Friday, Oct. 20, 1967
Rescue in Beirut
Since Beirut's overextended Intra Bank collapsed a year ago, the precarious prosperity of little Lebanon has been flattened by multiple misfortune. Despite a massive infusion of loans from the Lebanese central bank, which halted subsequent runs on Beirut's 71 other locally owned banks, foreign confidence in Lebanese banking has faltered. Many billionaire sheiks, whose deposits had helped to make Beirut the banking capital of the Middle East, moved their riches elsewhere. Tourist trade, the other principal prop of Lebanon's economy, all but vanished with the Middle East war. Now, in once bustling Beirut, sumptuous hotels are almost empty, restaurants deserted, harbor-import traffic slow, nightclubs closed, stores shuttered for lack of customers.
Last week, with a lift from Wall Street, Intra Bank prepared to rise again.
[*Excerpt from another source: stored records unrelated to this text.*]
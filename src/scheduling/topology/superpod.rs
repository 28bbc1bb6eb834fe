// SPDX-FileCopyrightText: Copyright (c) 2025 NVIDIA CORPORATION & AFFILIATES. All rights reserved.
// SPDX-License-Identifier: Apache-2.0
//
// Licensed under the Apache License, Version 2.0 (the "License");
// you may not use this file except in compliance with the License.
// You may obtain a copy of the License at
//
// http://www.apache.org/licenses/LICENSE-2.0
//
// Unless required by applicable law or agreed to in writing, software
// distributed under the License is distributed on an "AS IS" BASIS,
// WITHOUT WARRANTIES OR CONDITIONS OF ANY KIND, either express or implied.
// See the License for the specific language governing permissions and
// limitations under the License.

//! Handler for superpod jobs.
//!
//! Superpod nodes expose their chips as die pairs `(2i, 2i + 1)`. Every request of two or more chips takes whole
//! free pairs; a single chip prefers a pair whose other die is already in use. Nodes that belong to the job's
//! superpod are scored above every other node so that all ranks of a job share one interconnect domain.

use std::collections::{BTreeMap, HashMap};

use log::{debug, trace};

use super::ring::{select_by_priority, select_full_groups, RingLayout};
use super::{
    bind_chips, check_chip_count, chip_decision, recovered_chips, release_chips, score_nodes_with_bonus,
    validate_chip_counts,
};
use crate::scheduling::handler::{JobContext, ScheduleError, TopologyHandler, ValidationResult};
use crate::scheduling::resources::{
    AllocationDecision, ChipId, NodeTopology, TaskDescriptor, SUPERPOD_ANNOTATION, SUPERPOD_ID_LABEL,
};

const DIES_PER_PAIR: u32 = 2;

/// Builds the die-pair layout of a node with `chips` chips. Valid requests are powers of two.
pub fn superpod_layout(chips: u32) -> RingLayout {
    let pairs = (chips / DIES_PER_PAIR).max(1);
    let valid = std::iter::successors(Some(1u32), |n| n.checked_mul(2)).take_while(|n| *n <= chips);
    RingLayout::new(
        "superpod",
        DIES_PER_PAIR,
        pairs,
        valid,
        BTreeMap::from([(1, vec![1, 2]), (2, vec![2])]),
    )
}

#[derive(Debug)]
pub struct SuperpodHandler {
    ctx: JobContext,
    layout: RingLayout,
}

impl SuperpodHandler {
    pub fn new(ctx: JobContext) -> Self {
        let layout = superpod_layout(ctx.config().superpod_size);
        Self { ctx, layout }
    }

    pub fn boxed(ctx: JobContext) -> Box<dyn TopologyHandler> {
        Box::new(Self::new(ctx))
    }

    fn best_cost(&self, usable: &[ChipId], count: u32) -> Option<u32> {
        if count == 1 {
            return self.layout.best_group_cost(usable, 1);
        }
        let needed = (count / DIES_PER_PAIR) as usize;
        let full = self.layout.full_groups(usable).len();
        // cost grows with the number of whole pairs left behind
        (full >= needed).then(|| (full - needed) as u32)
    }

    fn pick(&self, usable: &[ChipId], count: u32) -> Option<Vec<ChipId>> {
        if count == 1 {
            select_by_priority(&self.layout, usable, 1)
        } else {
            select_full_groups(&self.layout, usable, count / DIES_PER_PAIR)
        }
    }

    /// Superpod the job should land in: the id named by its annotation, else the one most of its recovered ranks
    /// sit in among `nodes`.
    fn target_superpod<'a>(&'a self, nodes: &'a [NodeTopology]) -> Option<&'a str> {
        if let Some(value) = self.ctx.job.annotations.get(SUPERPOD_ANNOTATION) {
            if !value.is_empty() && value != "true" {
                return Some(value.as_str());
            }
        }
        let recovered = self.ctx.recovery().nodes_for_job(&self.ctx.job.key());
        let mut tally: BTreeMap<&str, usize> = BTreeMap::new();
        for node in nodes.iter().filter(|n| recovered.contains(n.name.as_str())) {
            if let Some(id) = node.labels.get(SUPERPOD_ID_LABEL) {
                *tally.entry(id.as_str()).or_default() += 1;
            }
        }
        // ties go to the lowest id
        tally
            .into_iter()
            .max_by(|a, b| a.1.cmp(&b.1).then_with(|| b.0.cmp(a.0)))
            .map(|(id, _)| id)
    }
}

impl TopologyHandler for SuperpodHandler {
    fn name(&self) -> &'static str {
        self.layout.name
    }

    fn context(&self) -> &JobContext {
        &self.ctx
    }

    fn validate_job(&self) -> ValidationResult {
        validate_chip_counts(
            &self.ctx,
            self.layout.name,
            self.layout.max_per_node(),
            &self.layout.invalid_counts(),
        )
    }

    fn check_feasible(&self, task: &TaskDescriptor, node: &NodeTopology) -> Result<(), ScheduleError> {
        let (count, usable) = check_chip_count(&self.ctx, task, node)?;
        if count == self.layout.max_per_node() && !self.layout.is_full_node(&usable) {
            return Err(ScheduleError::feasibility(
                task,
                node,
                format!("{} chips requested but the node is not fully free", count),
            ));
        }
        Ok(())
    }

    fn score(
        &self,
        task: &TaskDescriptor,
        nodes: &[NodeTopology],
        scores: &mut HashMap<String, f64>,
    ) -> Result<(), ScheduleError> {
        let max = self.layout.max_per_node();
        let target = self.target_superpod(nodes);
        trace!("superpod: task {} targets superpod {:?}", task.name, target);
        let bonus = f64::from(max) * f64::from(max);
        score_nodes_with_bonus(
            &self.ctx,
            task,
            nodes,
            scores,
            max,
            |usable, count| self.best_cost(usable, count),
            |node| match (target, node.labels.get(SUPERPOD_ID_LABEL)) {
                (Some(t), Some(id)) if t == id.as_str() => bonus,
                _ => 0.0,
            },
        )
    }

    fn select(&self, task: &TaskDescriptor, node: &NodeTopology) -> Result<AllocationDecision, ScheduleError> {
        let (count, usable) = check_chip_count(&self.ctx, task, node)?;
        if let Some(chips) = recovered_chips(&self.ctx, task, node, &usable, count) {
            debug!("task {} returns to chips {:?} on node {}", task.name, chips, node.name);
            return Ok(chip_decision(&self.ctx, node, chips));
        }
        let chips = self.pick(&usable, count).ok_or_else(|| {
            ScheduleError::race(
                task,
                node,
                format!("not enough free die pairs for {} chips among {:?}", count, usable),
            )
        })?;
        debug!("superpod: task {} takes chips {:?} on node {}", task.name, chips, node.name);
        Ok(chip_decision(&self.ctx, node, chips))
    }

    fn bind(&self, node: &mut NodeTopology, decision: &AllocationDecision) -> Result<(), ScheduleError> {
        bind_chips(&self.ctx, node, decision)
    }

    fn release(&self, task: &TaskDescriptor, node: &mut NodeTopology) -> Result<(), ScheduleError> {
        release_chips(task, node)
    }
}

#[cfg(test)]
mod tests {
    use std::collections::BTreeSet;

    use super::super::test_support::*;
    use super::*;

    fn superpod_job(request: u32, superpod: &str) -> crate::scheduling::resources::JobDescriptor {
        job(request).with_annotation(SUPERPOD_ANNOTATION, superpod)
    }

    #[test]
    fn test_layout_valid_counts() {
        let layout = superpod_layout(16);
        assert_eq!(layout.max_per_node(), 16);
        assert_eq!(
            layout.invalid_counts(),
            (1..=16).filter(|n| ![1, 2, 4, 8, 16].contains(n)).collect::<BTreeSet<u32>>()
        );
        assert!(!SuperpodHandler::new(context(superpod_job(6, "true"))).validate_job().pass);
        assert!(SuperpodHandler::new(context(superpod_job(8, "true"))).validate_job().pass);
    }

    #[test]
    fn test_single_chip_prefers_half_used_pair() {
        let handler = SuperpodHandler::new(context(superpod_job(1, "true")));
        let task = handler.context().job.tasks[0].clone();
        let n = node("n0", 16, vec![0, 1, 3, 4, 5]);
        assert_eq!(handler.select(&task, &n).expect("select").to_task_annotation(), "Ascend910-3");
    }

    #[test]
    fn test_pairs_stay_whole() {
        let handler = SuperpodHandler::new(context(superpod_job(4, "true")));
        let task = handler.context().job.tasks[0].clone();
        let n = node("n0", 16, vec![1, 2, 3, 4, 5, 7, 8, 9]);
        assert_eq!(
            handler.select(&task, &n).expect("select"),
            chip_decision(handler.context(), &n, vec![2, 3, 4, 5])
        );
        let scattered = node("n1", 16, vec![1, 3, 5, 7]);
        handler.check_feasible(&task, &scattered).expect("count fits");
        assert!(matches!(
            handler.select(&task, &scattered),
            Err(ScheduleError::SelectionRace { .. })
        ));
    }

    #[test]
    fn test_named_superpod_outranks_tidier_node() {
        let handler = SuperpodHandler::new(context(superpod_job(2, "sp-1")));
        let task = handler.context().job.tasks[0].clone();
        let nodes = vec![
            node("tidy", 16, vec![0, 1]).with_label(SUPERPOD_ID_LABEL, "sp-0"),
            node("home", 16, (0..16).collect()).with_label(SUPERPOD_ID_LABEL, "sp-1"),
        ];
        let mut scores: HashMap<String, f64> = nodes.iter().map(|n| (n.name.clone(), 0.0)).collect();
        handler.score(&task, &nodes, &mut scores).expect("score");
        assert!(scores["home"] > scores["tidy"]);
    }

    #[test]
    fn test_recovered_ranks_pick_the_superpod() {
        let recovery = recovery("default/train", 1, "old", vec![0, 1]);
        let handler = SuperpodHandler::new(context_with_recovery(superpod_job(2, "true"), recovery));
        let nodes = vec![
            node("old", 16, vec![]).with_label(SUPERPOD_ID_LABEL, "sp-2"),
            node("other", 16, vec![0, 1]).with_label(SUPERPOD_ID_LABEL, "sp-0"),
        ];
        assert_eq!(handler.target_superpod(&nodes), Some("sp-2"));
    }
}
Under a deal worked out by the Manhattan investment-banking house of Kidder, Peabody & Co. and approved by the Lebanese government, the bank that was once the country's largest will be transformed into an international investment company. It will take over Intra's extensive business holdings--including thriving Middle East Airlines, Beirut's port and the Phoenicia Hotel, cement plants, warehouses, casinos, a French shipyard and valuable real estate on Paris' Champs Elysees--and try to recoup the bank's crippling losses with their future profits. As a $1,000,000-plus financial consultant, Kidder, Peabody hopes to raise $30 million to develop these and other Intra-owned properties like Baalbek Studios, which is building motion picture sound stages in low-cost Lebanon with the expectation of luring movie makers from Italy, where production costs have been steadily rising.
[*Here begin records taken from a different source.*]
impl TopologyHandler for VnpuHandler {
    fn name(&self) -> &'static str {
        "vnpu"
    }

    fn context(&self) -> &JobContext {
        &self.ctx
    }

    fn validate_job(&self) -> ValidationResult {
        for task in &self.ctx.job.tasks {
            let TaskRequest::Virtual { aicore, template } = &task.request else {
                return ValidationResult::fail(
                    REASON_INVALID_REQUEST_KIND,
                    format!("task {} of vNPU job {} requests whole chips", task.name, self.ctx.job.key()),
                );
            };
            let capacity = self.ctx.config().vnpu_chip_capacity;
            match resolve_request(*aicore, template.as_deref(), &self.ctx.job.labels, capacity) {
                Ok(TaskResource::WholeCards { chips, .. })
                    if self.ctx.job.max_chips_per_node.is_some_and(|max| chips > max) =>
                {
                    return ValidationResult::fail(
                        REASON_INVALID_NPU_NUM,
                        format!("task {} requests {} whole chips", task.name, chips),
                    );
                }
                Ok(_) => {}
                Err(e) => {
                    return ValidationResult::fail(REASON_INVALID_VNPU_LABELS, format!("task {}: {}", task.name, e));
                }
            }
        }
        ValidationResult::ok()
    }

    fn check_feasible(&self, task: &TaskDescriptor, node: &NodeTopology) -> Result<(), ScheduleError> {
        match self.mode(task, Some(node))? {
            Mode::StaticTemplate(t) => {
                if self.free_slots(task, node, t) == 0 {
                    return Err(ScheduleError::feasibility(
                        task,
                        node,
                        format!("no free {} slot", t.name),
                    ));
                }
                Ok(())
            }
            Mode::WholeCards { resource, .. } => self.check_node_npu_by_dy_task(task, node, &resource),
            Mode::DynamicSlice(t) => match self.check_node_npu_by_dy_task(task, node, &t.resource) {
                Err(e) if e.excludes_node() => match self.downgrade_of(t) {
                    Some(smaller) => self.check_node_npu_by_dy_task(task, node, &smaller.resource),
                    None => Err(e),
                },
                other => other,
            },
        }
    }

    fn score(
        &self,
        task: &TaskDescriptor,
        nodes: &[NodeTopology],
        scores: &mut HashMap<String, f64>,
    ) -> Result<(), ScheduleError> {
        ensure_score_map(task, scores)?;
        let key = task.key();
        for node in nodes {
            if self.caches().downgrade.contains(&key, &node.name) {
                trace!("vnpu: task {} already downgraded on node {}, neutral score", task.name, node.name);
                scores.insert(node.name.clone(), NEUTRAL_SCORE);
                continue;
            }
            let score = match self.mode(task, Some(node))? {
                Mode::StaticTemplate(t) => {
                    let free = self.free_slots(task, node, t);
                    if free == 0 {
                        None
                    } else {
                        self.caches()
                            .concurrency
                            .register(&node.name, t.name, &key, t.resource);
                        Some(SCORE_CEILING - free as f64)
                    }
                }
                Mode::WholeCards { chips, .. } => {
                    let free = self.whole_free_chips(node).len();
                    (free >= chips as usize).then(|| SCORE_CEILING - (free - chips as usize) as f64)
                }
                Mode::DynamicSlice(t) => self.score_slice(task, node, t),
            };
            if let Some(score) = score {
                trace!("vnpu: task {} node {} score={}", task.name, node.name, score);
                scores.insert(node.name.clone(), score);
            }
        }
        Ok(())
    }

    fn select(&self, task: &TaskDescriptor, node: &NodeTopology) -> Result<AllocationDecision, ScheduleError> {
        let accelerator = self.ctx.accelerator().to_string();
        match self.mode(task, Some(node))? {
            Mode::StaticTemplate(t) => {
                let slots = node.vnpu_slots(t.name);
                // pack: the chip with the fewest remaining slots goes first
                let mut remaining: HashMap<ChipId, usize> = HashMap::new();
                for template in templates::TEMPLATES {
                    for slot in node.vnpu_slots(template.name) {
                        *remaining.entry(slot.chip).or_default() += 1;
                    }
                }
                let slot = slots
                    .iter()
                    .min_by_key(|s| (remaining.get(&s.chip).copied().unwrap_or(0), s.chip, s.id.clone()))
                    .ok_or_else(|| ScheduleError::race(task, node, format!("no free {} slot", t.name)))?;
                debug!("vnpu: task {} takes slot {} on node {}", task.name, slot.id, node.name);
                Ok(AllocationDecision::Slot {
                    node: node.name.clone(),
                    accelerator,
                    slot: slot.clone(),
                })
            }
            Mode::WholeCards { chips, .. } => {
                let selected = self.select_whole_cards(node, chips).ok_or_else(|| {
                    ScheduleError::race(task, node, format!("no {} untouched chips left", chips))
                })?;
                debug!("vnpu: task {} takes whole chips {:?} on node {}", task.name, selected, node.name);
                Ok(AllocationDecision::Chips {
                    node: node.name.clone(),
                    accelerator,
                    chips: selected,
                })
            }
            Mode::DynamicSlice(t) => {
                let key = task.key();
                let already_downgraded = self.caches().downgrade.contains(&key, &node.name);
                let mut chosen = if already_downgraded {
                    None
                } else {
                    self.best_fit_chip(node, &t.resource).map(|(chip, _)| (chip, t))
                };
                if chosen.is_none() {
                    if let Some(smaller) = self.downgrade_of(t) {
                        chosen = self
                            .best_fit_chip(node, &smaller.resource)
                            .map(|(chip, _)| (chip, smaller));
                        if chosen.is_some() && !already_downgraded {
                            debug!(
                                "vnpu: task {} downgraded from {} to {} on node {}",
                                task.name, t.name, smaller.name, node.name
                            );
                            self.caches().downgrade.record(&key, &node.name);
                        }
                    }
                }
                let (chip, template) = chosen.ok_or_else(|| {
                    ScheduleError::race(task, node, format!("no chip has room for {}", t.resource))
                })?;
                Ok(AllocationDecision::Virtual {
                    node: node.name.clone(),
                    accelerator,
                    chip,
                    resource: template.resource,
                    template: template.name.to_string(),
                })
            }
        }
    }

    fn bind(&self, node: &mut NodeTopology, decision: &AllocationDecision) -> Result<(), ScheduleError> {
        self.check_node(node, decision)?;
        let job = self.ctx.job.key();
        match decision {
            AllocationDecision::Virtual { chip, resource, .. } => node
                .carve_vresource(*chip, resource)
                .map_err(|e| ScheduleError::topology(&job, &node.name, e)),
            AllocationDecision::Chips { chips, .. } => {
                let totals = chips
                    .iter()
                    .map(|chip| match node.vchips().get(chip) {
                        Some(c) if c.is_fully_free() => Ok((*chip, c.total)),
                        _ => Err(ScheduleError::SelectionRace {
                            task: job.clone(),
                            node: node.name.clone(),
                            reason: format!("chip {} is no longer untouched", chip),
                        }),
                    })
                    .collect::<Result<Vec<_>, _>>()?;
                for (chip, total) in totals {
                    node.carve_vresource(chip, &total)
                        .map_err(|e| ScheduleError::topology(&job, &node.name, e))?;
                }
                Ok(())
            }
            AllocationDecision::Slot { slot, .. } => node
                .take_vnpu_slot(&slot.template, &slot.id)
                .map(|_| ())
                .map_err(|e| ScheduleError::topology(&job, &node.name, e)),
        }
    }

    fn release(&self, task: &TaskDescriptor, node: &mut NodeTopology) -> Result<(), ScheduleError> {
        let decision = task
            .allocation
            .as_ref()
            .ok_or_else(|| ScheduleError::Argument(format!("task {} has no binding to release", task.name)))?;
        self.check_node(node, decision)?;
        let result = match decision {
            AllocationDecision::Virtual { chip, resource, .. } => node.restore_vresource(*chip, resource),
            AllocationDecision::Chips { chips, .. } => chips.iter().try_for_each(|chip| {
                let total = node.vchips().get(chip).map(|c| c.total).unwrap_or_default();
                node.restore_vresource(*chip, &total)
            }),
            AllocationDecision::Slot { slot, .. } => {
                node.put_vnpu_slot(slot.clone());
                Ok(())
            }
        };
        result.map_err(|e| ScheduleError::topology(&task.name, &node.name, e))
    }

    fn forget(&self, task: &TaskDescriptor) {
        self.caches().concurrency.deregister_task(&task.key());
    }
}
Gilt-Edged Load. Intra depositors with accounts of $77,500 or more will be paid off with stock in the new investment company; smaller depositors are to get half their money back in cash within three years, half of it as stock. The smallest (less than $3,100) Lebanese depositors have already been repaid in cash, through a total of $15.5 million in loans from the Lebanese cen tral bank.
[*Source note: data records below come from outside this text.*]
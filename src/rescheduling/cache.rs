// SPDX-FileCopyrightText: Copyright (c) 2025 NVIDIA CORPORATION & AFFILIATES. All rights reserved.
// SPDX-License-Identifier: Apache-2.0
//
// Licensed under the Apache License, Version 2.0 (the "License");
// you may not use this file except in compliance with the License.
// You may obtain a copy of the License at
//
// http://www.apache.org/licenses/LICENSE-2.0
//
// Unless required by applicable law or agreed to in writing, software
// distributed under the License is distributed on an "AS IS" BASIS,
// WITHOUT WARRANTIES OR CONDITIONS OF ANY KIND, either express or implied.
// See the License for the specific language governing permissions and
// limitations under the License.

//! The record the reschedule pass keeps between sessions.

use std::collections::{BTreeMap, BTreeSet};

use serde::{Deserialize, Serialize};

use crate::scheduling::resources::{ChipId, RankSlot};
use crate::scheduling::session::RecoveryState;

/// Why a node is considered faulty.
#[derive(Debug, Default, Clone, PartialEq, Eq, Serialize, Deserialize)]
pub struct FaultNode {
    /// The whole node was reported unhealthy.
    pub whole_node: bool,
    /// Unhealthy chips of the managed accelerator.
    pub chips: BTreeSet<ChipId>,
}

impl FaultNode {
    /// True if a task bound to `chips` on this node is affected.
    pub fn affects(&self, chips: &[ChipId]) -> bool {
        self.whole_node || chips.iter().any(|c| self.chips.contains(c))
    }
}

#[derive(Debug, Default, Clone, PartialEq, Eq, Serialize, Deserialize)]
pub struct FaultJob {
    pub faulted_tasks: BTreeSet<String>,
    pub fault_count: u32,
    /// Out of retries; the job is force deleted at the start of the next session.
    pub needs_force_delete: bool,
    /// Restarted and waiting for its ranks to be placed again.
    pub restarting: bool,
}

/// Fault and rank state carried from one session to the next. Keys are node names and job keys.
#[derive(Debug, Default, Clone, PartialEq, Eq, Serialize, Deserialize)]
#[serde(default)]
pub struct RescheduleCache {
    pub fault_nodes: BTreeMap<String, FaultNode>,
    pub fault_jobs: BTreeMap<String, FaultJob>,
    pub retry_remaining: BTreeMap<String, u32>,
    pub rank_slots: BTreeMap<String, BTreeMap<u32, RankSlot>>,
}

impl RescheduleCache {
    pub fn from_json(data: &str) -> Result<Self, serde_json::Error> {
        serde_json::from_str(data)
    }

    pub fn to_json(&self) -> Result<String, serde_json::Error> {
        serde_json::to_string_pretty(self)
    }

    /// Drops everything recorded for `job`.
    pub fn forget_job(&mut self, job: &str) {
        self.fault_jobs.remove(job);
        self.retry_remaining.remove(job);
        self.rank_slots.remove(job);
    }

    /// Keeps only the jobs in `live`.
    pub fn retain_jobs(&mut self, live: &BTreeSet<String>) {
        self.fault_jobs.retain(|job, _| live.contains(job));
        self.retry_remaining.retain(|job, _| live.contains(job));
        self.rank_slots.retain(|job, _| live.contains(job));
    }

    /// True if the slot's node or any of its chips is faulty.
    pub fn slot_is_faulty(&self, slot: &RankSlot) -> bool {
        self.fault_nodes
            .get(&slot.node)
            .is_some_and(|fault| fault.affects(&slot.chips))
    }

    pub fn recovery_state(&self) -> RecoveryState {
        RecoveryState::new(self.rank_slots.clone())
    }
}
The long-blocked road to Intra's resurrection finally opened after British auditors found that the bank, though short of cash, was so loaded with gilt-edged investments ($217 million worth) as to be a sound long-term venture. A new Cabinet under Lebanese Prime Minister Rashid Karami fired a committee that was irreconcilably split over whether to salvage or liquidate the bank, named another that dickered with Kid der, Peabody. The key to the rescue deal was winning the consent of Intra's major creditors, notably that of Kuwaiti Prime Minister Jaber al Ahmed as Sabah, whose countrymen had the largest stake ($40 million) in the bank. Kuwaitis will own some 35% of the stock to be issued by the new organization, the Lebanese government 25%, Qatar sheiks 7%, Lebanese depositors most of the balance. U.S. taxpayers also stand to gain from the rescue. The Agriculture Department's Commodity Credit Corporation, which had $22 million in Intra as an export loan to help dispose of surplus U.S. grain, will receive a 13% stock interest. The C.C.C. also gets first claim on Intra's U.S. assets, including its shuttered Manhattan branch (which will be liquidated), a 27-story Fifth Avenue skyscraper and revenues from the Warner Bros, spy film, Triple Cross.